- **Aim of the task**
Reproduce the entries exactly.

- **Given information**
------------------------------

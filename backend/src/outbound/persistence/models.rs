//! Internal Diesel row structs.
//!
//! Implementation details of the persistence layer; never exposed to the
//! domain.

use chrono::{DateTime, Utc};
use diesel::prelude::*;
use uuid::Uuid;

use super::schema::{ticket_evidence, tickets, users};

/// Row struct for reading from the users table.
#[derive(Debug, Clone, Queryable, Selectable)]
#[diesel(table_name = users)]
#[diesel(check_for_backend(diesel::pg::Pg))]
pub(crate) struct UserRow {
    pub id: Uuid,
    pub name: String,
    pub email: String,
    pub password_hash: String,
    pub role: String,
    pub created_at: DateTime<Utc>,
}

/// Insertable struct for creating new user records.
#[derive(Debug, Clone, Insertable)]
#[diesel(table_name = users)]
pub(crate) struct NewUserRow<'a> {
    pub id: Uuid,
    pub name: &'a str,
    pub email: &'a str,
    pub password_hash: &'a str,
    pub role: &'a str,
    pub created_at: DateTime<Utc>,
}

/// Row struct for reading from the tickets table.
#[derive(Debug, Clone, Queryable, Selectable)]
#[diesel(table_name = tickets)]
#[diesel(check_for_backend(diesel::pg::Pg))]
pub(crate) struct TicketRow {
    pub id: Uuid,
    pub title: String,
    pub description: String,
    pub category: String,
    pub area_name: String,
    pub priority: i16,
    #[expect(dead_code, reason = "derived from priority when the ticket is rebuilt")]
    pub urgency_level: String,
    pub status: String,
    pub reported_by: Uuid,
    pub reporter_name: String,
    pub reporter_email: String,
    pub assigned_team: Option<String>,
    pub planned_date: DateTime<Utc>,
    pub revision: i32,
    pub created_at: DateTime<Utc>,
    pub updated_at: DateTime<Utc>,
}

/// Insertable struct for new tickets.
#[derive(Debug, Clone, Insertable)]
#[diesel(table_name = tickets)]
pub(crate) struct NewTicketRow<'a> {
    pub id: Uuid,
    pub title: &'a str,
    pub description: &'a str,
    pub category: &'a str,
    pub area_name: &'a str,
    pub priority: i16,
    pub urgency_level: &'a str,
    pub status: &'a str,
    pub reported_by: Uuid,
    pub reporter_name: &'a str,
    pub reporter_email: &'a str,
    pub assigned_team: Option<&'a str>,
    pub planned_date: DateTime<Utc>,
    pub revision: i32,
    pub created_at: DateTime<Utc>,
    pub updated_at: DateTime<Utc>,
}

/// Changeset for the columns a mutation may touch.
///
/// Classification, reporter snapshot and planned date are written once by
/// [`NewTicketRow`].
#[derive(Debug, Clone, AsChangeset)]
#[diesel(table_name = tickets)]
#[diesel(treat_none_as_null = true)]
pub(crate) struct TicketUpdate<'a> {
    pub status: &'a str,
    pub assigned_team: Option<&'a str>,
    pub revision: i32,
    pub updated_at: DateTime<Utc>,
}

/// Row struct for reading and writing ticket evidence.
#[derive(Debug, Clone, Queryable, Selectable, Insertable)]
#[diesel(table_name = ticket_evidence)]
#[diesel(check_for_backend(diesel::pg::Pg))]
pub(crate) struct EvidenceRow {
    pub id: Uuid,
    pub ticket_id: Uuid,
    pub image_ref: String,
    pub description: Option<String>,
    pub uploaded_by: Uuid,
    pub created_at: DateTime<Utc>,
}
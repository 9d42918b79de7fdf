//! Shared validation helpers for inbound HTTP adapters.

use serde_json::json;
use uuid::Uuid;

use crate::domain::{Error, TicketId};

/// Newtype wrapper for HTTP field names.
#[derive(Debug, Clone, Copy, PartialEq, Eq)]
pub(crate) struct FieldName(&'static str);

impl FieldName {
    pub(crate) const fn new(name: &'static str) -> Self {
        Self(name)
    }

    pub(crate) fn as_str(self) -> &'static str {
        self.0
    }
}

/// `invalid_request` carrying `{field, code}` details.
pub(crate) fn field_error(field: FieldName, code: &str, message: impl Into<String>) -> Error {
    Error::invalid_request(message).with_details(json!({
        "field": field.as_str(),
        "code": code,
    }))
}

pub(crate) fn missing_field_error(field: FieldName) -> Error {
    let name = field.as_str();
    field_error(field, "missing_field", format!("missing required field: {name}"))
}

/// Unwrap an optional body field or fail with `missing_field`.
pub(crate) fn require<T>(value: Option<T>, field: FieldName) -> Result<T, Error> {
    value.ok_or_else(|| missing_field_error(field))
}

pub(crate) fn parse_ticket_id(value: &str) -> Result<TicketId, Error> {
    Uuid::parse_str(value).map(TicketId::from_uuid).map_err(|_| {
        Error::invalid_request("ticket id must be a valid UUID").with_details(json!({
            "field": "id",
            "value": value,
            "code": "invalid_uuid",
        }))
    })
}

------------------------------

- **Problem solution**
filename backend/src/outbound/persistence/models.rs
//! Internal Diesel row structs.
//!
//! Implementation details of the persistence layer; never exposed to the
//! domain.

use chrono::{DateTime, Utc};
use diesel::prelude::*;
use uuid::Uuid;

use super::schema::{ticket_evidence, tickets, users};

/// Row struct for reading from the users table.
#[derive(Debug, Clone, Queryable, Selectable)]
#[diesel(table_name = users)]
#[diesel(check_for_backend(diesel::pg::Pg))]
pub(crate) struct UserRow {
    pub id: Uuid,
    pub name: String,
    pub email: String,
    pub password_hash: String,
    pub role: String,
    pub created_at: DateTime<Utc>,
}

/// Insertable struct for creating new user records.
#[derive(Debug, Clone, Insertable)]
#[diesel(table_name = users)]
pub(crate) struct NewUserRow<'a> {
    pub id: Uuid,
    pub name: &'a str,
    pub email: &'a str,
    pub password_hash: &'a str,
    pub role: &'a str,
    pub created_at: DateTime<Utc>,
}

/// Row struct for reading from the tickets table.
#[derive(Debug, Clone, Queryable, Selectable)]
#[diesel(table_name = tickets)]
#[diesel(check_for_backend(diesel::pg::Pg))]
pub(crate) struct TicketRow {
    pub id: Uuid,
    pub title: String,
    pub description: String,
    pub category: String,
    pub area_name: String,
    pub priority: i16,
    #[expect(dead_code, reason = "derived from priority when the ticket is rebuilt")]
    pub urgency_level: String,
    pub status: String,
    pub reported_by: Uuid,
    pub reporter_name: String,
    pub reporter_email: String,
    pub assigned_team: Option<String>,
    pub planned_date: DateTime<Utc>,
    pub revision: i32,
    pub created_at: DateTime<Utc>,
    pub updated_at: DateTime<Utc>,
}

/// Insertable struct for new tickets.
#[derive(Debug, Clone, Insertable)]
#[diesel(table_name = tickets)]
pub(crate) struct NewTicketRow<'a> {
    pub id: Uuid,
    pub title: &'a str,
    pub description: &'a str,
    pub category: &'a str,
    pub area_name: &'a str,
    pub priority: i16,
    pub urgency_level: &'a str,
    pub status: &'a str,
    pub reported_by: Uuid,
    pub reporter_name: &'a str,
    pub reporter_email: &'a str,
    pub assigned_team: Option<&'a str>,
    pub planned_date: DateTime<Utc>,
    pub revision: i32,
    pub created_at: DateTime<Utc>,
    pub updated_at: DateTime<Utc>,
}

/// Changeset for the columns a mutation may touch.
///
/// Classification, reporter snapshot and planned date are written once by
/// [`NewTicketRow`].
#[derive(Debug, Clone, AsChangeset)]
#[diesel(table_name = tickets)]
#[diesel(treat_none_as_null = true)]
pub(crate) struct TicketUpdate<'a> {
    pub status: &'a str,
    pub assigned_team: Option<&'a str>,
    pub revision: i32,
    pub updated_at: DateTime<Utc>,
}

/// Row struct for reading and writing ticket evidence.
#[derive(Debug, Clone, Queryable, Selectable, Insertable)]
#[diesel(table_name = ticket_evidence)]
#[diesel(check_for_backend(diesel::pg::Pg))]
pub(crate) struct EvidenceRow {
    pub id: Uuid,
    pub ticket_id: Uuid,
    pub image_ref: String,
    pub description: Option<String>,
    pub uploaded_by: Uuid,
    pub created_at: DateTime<Utc>,
}
repository 9d42918b79de7fdf
//! Shared validation helpers for inbound HTTP adapters.

use serde_json::json;
use uuid::Uuid;

use crate::domain::{Error, TicketId};

/// Newtype wrapper for HTTP field names.
#[derive(Debug, Clone, Copy, PartialEq, Eq)]
pub(crate) struct FieldName(&'static str);

impl FieldName {
    pub(crate) const fn new(name: &'static str) -> Self {
        Self(name)
    }

    pub(crate) fn as_str(self) -> &'static str {
        self.0
    }
}

/// `invalid_request` carrying `{field, code}` details.
pub(crate) fn field_error(field: FieldName, code: &str, message: impl Into<String>) -> Error {
    Error::invalid_request(message).with_details(json!({
        "field": field.as_str(),
        "code": code,
    }))
}

pub(crate) fn missing_field_error(field: FieldName) -> Error {
    let name = field.as_str();
    field_error(field, "missing_field", format!("missing required field: {name}"))
}

/// Unwrap an optional body field or fail with `missing_field`.
pub(crate) fn require<T>(value: Option<T>, field: FieldName) -> Result<T, Error> {
    value.ok_or_else(|| missing_field_error(field))
}

pub(crate) fn parse_ticket_id(value: &str) -> Result<TicketId, Error> {
    Uuid::parse_str(value).map(TicketId::from_uuid).map_err(|_| {
        Error::invalid_request("ticket id must be a valid UUID").with_details(json!({
            "field": "id",
            "value": value,
            "code": "invalid_uuid",
        }))
    })
}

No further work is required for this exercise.